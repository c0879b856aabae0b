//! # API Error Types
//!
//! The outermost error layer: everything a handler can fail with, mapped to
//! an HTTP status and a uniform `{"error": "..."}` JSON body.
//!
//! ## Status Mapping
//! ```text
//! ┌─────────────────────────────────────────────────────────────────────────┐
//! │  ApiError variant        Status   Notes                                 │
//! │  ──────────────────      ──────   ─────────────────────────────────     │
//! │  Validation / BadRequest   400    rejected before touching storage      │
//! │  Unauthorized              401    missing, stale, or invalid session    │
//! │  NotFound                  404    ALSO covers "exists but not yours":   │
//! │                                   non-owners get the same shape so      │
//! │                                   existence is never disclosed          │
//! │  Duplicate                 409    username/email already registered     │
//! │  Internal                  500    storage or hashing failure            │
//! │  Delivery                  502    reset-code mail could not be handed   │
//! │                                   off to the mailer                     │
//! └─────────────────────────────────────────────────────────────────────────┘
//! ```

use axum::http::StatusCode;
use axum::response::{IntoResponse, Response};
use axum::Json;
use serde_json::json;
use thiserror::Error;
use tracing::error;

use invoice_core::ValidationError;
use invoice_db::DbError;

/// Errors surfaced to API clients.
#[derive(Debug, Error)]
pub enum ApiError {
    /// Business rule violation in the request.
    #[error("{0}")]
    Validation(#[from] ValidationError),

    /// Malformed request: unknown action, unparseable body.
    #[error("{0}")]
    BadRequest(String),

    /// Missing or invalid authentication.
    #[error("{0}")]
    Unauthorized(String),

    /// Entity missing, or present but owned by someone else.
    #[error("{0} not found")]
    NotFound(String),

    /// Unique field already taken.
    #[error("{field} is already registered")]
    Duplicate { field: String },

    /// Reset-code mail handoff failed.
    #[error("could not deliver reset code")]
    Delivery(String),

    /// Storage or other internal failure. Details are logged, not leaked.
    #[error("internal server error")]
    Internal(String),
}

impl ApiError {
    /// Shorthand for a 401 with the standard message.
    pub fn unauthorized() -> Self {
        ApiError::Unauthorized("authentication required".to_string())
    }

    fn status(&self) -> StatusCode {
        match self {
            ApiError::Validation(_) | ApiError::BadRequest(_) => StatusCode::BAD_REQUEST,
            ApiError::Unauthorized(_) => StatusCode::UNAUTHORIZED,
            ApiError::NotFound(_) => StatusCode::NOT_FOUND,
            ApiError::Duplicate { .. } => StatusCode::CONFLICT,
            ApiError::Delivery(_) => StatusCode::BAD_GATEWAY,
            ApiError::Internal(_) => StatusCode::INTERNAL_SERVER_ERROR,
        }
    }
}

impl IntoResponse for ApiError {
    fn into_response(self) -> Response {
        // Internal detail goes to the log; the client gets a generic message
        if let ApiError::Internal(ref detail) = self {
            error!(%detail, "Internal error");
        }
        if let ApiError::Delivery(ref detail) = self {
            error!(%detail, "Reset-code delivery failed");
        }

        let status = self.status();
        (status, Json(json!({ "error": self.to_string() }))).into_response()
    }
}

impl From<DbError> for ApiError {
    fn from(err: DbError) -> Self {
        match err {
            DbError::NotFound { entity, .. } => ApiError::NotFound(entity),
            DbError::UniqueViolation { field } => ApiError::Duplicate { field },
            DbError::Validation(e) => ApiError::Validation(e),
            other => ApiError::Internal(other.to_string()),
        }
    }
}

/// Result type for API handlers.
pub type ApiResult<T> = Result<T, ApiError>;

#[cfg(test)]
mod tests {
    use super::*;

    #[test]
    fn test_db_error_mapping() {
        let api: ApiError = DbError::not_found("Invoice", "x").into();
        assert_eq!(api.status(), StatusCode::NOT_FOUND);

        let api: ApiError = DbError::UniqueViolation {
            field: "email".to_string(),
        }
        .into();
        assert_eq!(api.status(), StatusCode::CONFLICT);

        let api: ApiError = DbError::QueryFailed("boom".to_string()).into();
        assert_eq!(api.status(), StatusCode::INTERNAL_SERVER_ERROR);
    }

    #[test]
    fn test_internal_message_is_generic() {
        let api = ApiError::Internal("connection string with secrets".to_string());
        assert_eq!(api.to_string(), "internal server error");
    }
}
________
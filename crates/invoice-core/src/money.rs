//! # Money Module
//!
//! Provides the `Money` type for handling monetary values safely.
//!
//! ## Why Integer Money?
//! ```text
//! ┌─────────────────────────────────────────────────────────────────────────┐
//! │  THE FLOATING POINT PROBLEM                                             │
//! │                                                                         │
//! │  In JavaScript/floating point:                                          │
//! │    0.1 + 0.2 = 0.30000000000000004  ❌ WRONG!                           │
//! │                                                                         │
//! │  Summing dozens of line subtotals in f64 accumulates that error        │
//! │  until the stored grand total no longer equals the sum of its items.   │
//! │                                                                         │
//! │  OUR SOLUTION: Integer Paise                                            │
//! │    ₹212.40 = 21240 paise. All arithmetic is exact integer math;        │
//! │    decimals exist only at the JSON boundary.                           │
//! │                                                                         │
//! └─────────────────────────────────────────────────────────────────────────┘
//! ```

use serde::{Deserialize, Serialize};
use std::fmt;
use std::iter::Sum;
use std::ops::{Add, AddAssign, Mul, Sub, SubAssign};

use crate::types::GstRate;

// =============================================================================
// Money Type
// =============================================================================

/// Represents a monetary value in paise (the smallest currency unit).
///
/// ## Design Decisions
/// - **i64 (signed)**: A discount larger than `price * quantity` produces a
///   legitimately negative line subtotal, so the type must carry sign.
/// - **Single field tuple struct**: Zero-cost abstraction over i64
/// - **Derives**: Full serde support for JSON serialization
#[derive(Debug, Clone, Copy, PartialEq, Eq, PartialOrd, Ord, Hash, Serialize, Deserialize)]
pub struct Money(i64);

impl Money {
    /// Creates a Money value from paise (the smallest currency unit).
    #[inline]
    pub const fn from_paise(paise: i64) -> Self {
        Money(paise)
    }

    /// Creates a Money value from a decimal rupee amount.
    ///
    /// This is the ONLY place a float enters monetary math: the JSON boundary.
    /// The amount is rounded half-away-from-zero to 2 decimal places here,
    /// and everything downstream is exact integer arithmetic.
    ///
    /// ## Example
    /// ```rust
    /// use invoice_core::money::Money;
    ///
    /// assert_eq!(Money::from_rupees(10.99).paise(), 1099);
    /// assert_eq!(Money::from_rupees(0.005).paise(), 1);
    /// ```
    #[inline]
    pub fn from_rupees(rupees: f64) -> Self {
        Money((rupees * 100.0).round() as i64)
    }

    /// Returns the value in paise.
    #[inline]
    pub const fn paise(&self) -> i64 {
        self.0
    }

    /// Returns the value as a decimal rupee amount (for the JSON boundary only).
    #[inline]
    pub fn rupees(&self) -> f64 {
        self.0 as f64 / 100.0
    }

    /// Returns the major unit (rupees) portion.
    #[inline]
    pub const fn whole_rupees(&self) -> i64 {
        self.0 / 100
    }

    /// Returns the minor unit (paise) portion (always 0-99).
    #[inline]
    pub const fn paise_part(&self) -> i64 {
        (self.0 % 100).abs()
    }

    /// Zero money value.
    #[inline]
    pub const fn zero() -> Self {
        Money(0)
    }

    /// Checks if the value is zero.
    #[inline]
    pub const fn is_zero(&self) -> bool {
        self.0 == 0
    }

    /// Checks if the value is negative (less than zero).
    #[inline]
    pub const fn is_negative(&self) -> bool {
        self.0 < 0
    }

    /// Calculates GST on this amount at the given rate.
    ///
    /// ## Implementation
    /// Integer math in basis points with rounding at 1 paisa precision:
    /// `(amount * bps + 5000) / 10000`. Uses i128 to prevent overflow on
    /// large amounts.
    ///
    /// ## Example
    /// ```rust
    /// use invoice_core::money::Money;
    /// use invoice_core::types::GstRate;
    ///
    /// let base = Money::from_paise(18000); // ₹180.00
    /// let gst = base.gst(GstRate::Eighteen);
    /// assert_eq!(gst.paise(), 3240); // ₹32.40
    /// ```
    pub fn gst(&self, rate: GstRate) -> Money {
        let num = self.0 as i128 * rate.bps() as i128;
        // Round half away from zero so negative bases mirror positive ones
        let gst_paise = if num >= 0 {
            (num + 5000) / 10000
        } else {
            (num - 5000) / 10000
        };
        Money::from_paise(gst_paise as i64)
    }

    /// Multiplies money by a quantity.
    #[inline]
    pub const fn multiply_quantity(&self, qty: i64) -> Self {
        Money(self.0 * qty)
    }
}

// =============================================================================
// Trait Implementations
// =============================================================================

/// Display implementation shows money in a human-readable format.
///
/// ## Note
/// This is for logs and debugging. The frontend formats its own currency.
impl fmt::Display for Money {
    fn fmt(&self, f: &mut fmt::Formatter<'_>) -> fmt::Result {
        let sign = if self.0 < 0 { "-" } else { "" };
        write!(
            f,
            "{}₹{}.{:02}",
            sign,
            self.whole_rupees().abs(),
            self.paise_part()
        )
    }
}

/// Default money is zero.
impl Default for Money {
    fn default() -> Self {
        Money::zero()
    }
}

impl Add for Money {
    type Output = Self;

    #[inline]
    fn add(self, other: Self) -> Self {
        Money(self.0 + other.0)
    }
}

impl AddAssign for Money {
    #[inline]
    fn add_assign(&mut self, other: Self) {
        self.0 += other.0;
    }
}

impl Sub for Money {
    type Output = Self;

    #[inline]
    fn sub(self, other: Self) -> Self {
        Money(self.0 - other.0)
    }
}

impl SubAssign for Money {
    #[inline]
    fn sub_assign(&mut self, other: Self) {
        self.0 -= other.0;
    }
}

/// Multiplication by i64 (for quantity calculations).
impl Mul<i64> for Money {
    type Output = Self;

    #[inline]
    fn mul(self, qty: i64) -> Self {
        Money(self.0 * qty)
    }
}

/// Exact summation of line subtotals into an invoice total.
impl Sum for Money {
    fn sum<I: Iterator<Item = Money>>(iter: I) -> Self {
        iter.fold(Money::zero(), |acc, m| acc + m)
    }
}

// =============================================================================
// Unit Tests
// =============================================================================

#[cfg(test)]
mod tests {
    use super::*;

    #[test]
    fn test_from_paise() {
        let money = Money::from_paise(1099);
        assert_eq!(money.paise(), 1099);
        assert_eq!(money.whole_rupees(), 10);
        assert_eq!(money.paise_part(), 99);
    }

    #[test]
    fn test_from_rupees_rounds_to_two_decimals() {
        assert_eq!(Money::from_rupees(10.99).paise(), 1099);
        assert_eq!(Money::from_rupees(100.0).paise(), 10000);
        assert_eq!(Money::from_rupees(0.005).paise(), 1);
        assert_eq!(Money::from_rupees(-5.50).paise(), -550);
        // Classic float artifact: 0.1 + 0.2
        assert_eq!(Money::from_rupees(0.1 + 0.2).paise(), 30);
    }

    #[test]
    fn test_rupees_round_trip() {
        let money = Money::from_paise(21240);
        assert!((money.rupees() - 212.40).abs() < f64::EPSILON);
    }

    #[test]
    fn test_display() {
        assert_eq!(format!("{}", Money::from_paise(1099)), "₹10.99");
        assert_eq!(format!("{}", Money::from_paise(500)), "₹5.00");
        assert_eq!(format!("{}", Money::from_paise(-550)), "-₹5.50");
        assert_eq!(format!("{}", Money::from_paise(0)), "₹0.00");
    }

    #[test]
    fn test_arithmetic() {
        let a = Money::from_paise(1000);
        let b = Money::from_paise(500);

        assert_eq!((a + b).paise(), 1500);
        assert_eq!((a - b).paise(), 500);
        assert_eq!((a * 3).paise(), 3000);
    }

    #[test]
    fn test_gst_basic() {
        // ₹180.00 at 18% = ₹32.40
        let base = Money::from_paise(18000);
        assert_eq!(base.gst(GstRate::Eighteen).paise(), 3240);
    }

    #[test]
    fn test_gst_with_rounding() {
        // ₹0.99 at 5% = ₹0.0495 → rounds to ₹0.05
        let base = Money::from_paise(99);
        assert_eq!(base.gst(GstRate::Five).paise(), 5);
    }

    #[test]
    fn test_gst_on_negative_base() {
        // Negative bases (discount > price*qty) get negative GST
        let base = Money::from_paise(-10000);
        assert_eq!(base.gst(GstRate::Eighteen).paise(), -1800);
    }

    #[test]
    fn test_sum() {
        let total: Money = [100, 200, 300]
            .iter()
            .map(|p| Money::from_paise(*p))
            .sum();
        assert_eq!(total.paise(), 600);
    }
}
________
▸ **ASSIGNMENT**: When a line in the data holds the word "const", show that line.

▸ **RESULT**:
    pub const fn from_paise(paise: i64) -> Self {
    pub const fn paise(&self) -> i64 {
    pub const fn whole_rupees(&self) -> i64 {
    pub const fn paise_part(&self) -> i64 {
    pub const fn zero() -> Self {
    pub const fn is_zero(&self) -> bool {
    pub const fn is_negative(&self) -> bool {
    pub const fn multiply_quantity(&self, qty: i64) -> Self {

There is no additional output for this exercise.